AIM OF THE EXERCISE.
For each line of the listing that holds "SessionReport", show the full line.

TASK INPUT.
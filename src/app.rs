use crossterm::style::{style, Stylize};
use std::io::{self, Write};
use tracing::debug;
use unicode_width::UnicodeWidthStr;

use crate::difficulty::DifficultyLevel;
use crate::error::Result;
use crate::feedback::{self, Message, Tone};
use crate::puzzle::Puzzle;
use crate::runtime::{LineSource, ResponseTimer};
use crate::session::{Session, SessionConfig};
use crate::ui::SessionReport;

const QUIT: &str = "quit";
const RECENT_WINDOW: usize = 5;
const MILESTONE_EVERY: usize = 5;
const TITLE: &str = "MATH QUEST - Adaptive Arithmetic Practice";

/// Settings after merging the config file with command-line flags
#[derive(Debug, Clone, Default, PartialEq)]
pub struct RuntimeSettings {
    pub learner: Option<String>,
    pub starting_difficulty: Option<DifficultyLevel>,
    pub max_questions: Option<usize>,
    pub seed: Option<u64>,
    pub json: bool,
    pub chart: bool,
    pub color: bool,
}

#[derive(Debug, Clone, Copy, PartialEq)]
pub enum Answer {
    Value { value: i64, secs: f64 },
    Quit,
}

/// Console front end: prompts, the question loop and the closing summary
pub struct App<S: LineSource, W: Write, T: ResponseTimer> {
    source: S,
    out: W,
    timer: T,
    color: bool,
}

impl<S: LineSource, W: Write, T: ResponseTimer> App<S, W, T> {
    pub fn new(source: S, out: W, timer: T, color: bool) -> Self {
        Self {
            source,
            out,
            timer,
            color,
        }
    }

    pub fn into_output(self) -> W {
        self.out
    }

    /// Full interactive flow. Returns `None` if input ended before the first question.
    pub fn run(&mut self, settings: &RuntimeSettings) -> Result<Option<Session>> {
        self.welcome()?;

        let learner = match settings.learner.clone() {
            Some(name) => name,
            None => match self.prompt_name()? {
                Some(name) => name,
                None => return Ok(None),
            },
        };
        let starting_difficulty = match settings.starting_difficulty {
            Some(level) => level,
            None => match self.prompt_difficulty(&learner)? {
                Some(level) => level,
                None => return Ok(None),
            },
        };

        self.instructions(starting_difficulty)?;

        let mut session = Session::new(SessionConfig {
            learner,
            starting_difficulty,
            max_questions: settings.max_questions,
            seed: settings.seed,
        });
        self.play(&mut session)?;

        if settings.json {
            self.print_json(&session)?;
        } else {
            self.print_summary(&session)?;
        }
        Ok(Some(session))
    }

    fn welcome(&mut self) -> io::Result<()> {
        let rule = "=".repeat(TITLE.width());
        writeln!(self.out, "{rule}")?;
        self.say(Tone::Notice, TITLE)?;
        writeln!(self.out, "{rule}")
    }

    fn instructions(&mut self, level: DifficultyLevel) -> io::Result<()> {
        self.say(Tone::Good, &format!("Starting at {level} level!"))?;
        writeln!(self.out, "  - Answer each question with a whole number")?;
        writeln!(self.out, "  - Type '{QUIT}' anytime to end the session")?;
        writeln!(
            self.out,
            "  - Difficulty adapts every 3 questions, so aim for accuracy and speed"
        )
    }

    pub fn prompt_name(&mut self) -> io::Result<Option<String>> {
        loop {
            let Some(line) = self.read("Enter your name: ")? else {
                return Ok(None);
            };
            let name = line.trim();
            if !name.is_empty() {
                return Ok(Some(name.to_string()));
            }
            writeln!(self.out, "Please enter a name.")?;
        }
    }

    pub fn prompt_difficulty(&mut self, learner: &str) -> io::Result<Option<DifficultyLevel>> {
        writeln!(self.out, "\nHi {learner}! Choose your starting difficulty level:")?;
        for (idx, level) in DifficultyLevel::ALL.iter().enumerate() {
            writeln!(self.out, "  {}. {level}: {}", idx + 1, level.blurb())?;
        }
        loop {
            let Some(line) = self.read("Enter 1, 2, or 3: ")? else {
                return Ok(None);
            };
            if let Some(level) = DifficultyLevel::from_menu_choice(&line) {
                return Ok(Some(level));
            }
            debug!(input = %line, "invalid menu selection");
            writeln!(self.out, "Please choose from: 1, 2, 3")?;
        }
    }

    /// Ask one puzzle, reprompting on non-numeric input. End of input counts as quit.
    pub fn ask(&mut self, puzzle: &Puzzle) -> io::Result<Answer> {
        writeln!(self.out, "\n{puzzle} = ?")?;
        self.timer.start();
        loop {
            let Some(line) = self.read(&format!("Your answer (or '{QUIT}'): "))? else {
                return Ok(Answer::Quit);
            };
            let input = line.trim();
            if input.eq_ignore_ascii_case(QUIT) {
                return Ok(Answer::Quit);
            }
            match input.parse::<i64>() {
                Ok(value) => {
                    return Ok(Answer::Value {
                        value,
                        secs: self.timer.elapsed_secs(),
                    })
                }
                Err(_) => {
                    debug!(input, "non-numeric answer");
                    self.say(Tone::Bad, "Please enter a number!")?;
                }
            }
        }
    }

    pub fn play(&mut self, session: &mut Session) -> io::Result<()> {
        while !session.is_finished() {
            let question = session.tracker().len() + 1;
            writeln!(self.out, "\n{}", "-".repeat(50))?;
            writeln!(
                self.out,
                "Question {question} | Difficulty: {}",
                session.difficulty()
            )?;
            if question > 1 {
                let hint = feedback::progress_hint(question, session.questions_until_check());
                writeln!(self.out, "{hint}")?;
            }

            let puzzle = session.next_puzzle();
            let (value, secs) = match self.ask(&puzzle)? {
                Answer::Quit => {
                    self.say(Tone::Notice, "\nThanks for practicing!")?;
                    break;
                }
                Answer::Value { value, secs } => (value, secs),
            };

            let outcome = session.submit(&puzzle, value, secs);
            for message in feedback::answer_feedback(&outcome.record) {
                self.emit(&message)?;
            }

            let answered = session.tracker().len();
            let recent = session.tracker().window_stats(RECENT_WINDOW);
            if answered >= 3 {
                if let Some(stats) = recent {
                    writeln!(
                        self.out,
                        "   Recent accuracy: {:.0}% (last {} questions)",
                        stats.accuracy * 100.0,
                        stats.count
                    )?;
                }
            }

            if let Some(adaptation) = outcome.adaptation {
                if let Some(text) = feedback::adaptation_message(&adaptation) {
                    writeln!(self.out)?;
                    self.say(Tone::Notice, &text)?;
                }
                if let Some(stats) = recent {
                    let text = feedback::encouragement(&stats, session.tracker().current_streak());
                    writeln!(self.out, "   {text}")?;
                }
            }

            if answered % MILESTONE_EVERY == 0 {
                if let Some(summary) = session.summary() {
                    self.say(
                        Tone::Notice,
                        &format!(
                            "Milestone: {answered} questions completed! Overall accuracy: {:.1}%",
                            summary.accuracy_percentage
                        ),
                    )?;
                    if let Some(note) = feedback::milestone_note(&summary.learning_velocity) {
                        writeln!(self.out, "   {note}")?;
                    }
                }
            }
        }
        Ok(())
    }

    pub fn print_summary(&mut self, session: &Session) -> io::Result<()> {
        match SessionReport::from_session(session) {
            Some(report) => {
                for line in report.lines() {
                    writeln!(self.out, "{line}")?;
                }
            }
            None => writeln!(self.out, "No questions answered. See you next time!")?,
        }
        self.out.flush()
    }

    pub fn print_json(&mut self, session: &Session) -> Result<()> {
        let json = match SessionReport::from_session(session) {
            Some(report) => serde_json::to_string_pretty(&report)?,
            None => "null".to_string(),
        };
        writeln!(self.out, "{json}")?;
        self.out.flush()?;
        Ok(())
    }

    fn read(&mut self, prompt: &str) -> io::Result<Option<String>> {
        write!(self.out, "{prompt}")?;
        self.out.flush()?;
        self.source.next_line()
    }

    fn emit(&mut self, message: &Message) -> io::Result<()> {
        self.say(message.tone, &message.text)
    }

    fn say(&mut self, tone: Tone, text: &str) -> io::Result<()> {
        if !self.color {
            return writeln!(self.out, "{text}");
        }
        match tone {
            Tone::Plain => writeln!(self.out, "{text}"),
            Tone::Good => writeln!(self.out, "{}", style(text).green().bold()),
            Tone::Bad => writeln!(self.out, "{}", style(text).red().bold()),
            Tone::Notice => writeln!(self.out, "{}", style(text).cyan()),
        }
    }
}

RESULT BELOW.
use crate::ui::SessionReport;
        match SessionReport::from_session(session) {
        let json = match SessionReport::from_session(session) {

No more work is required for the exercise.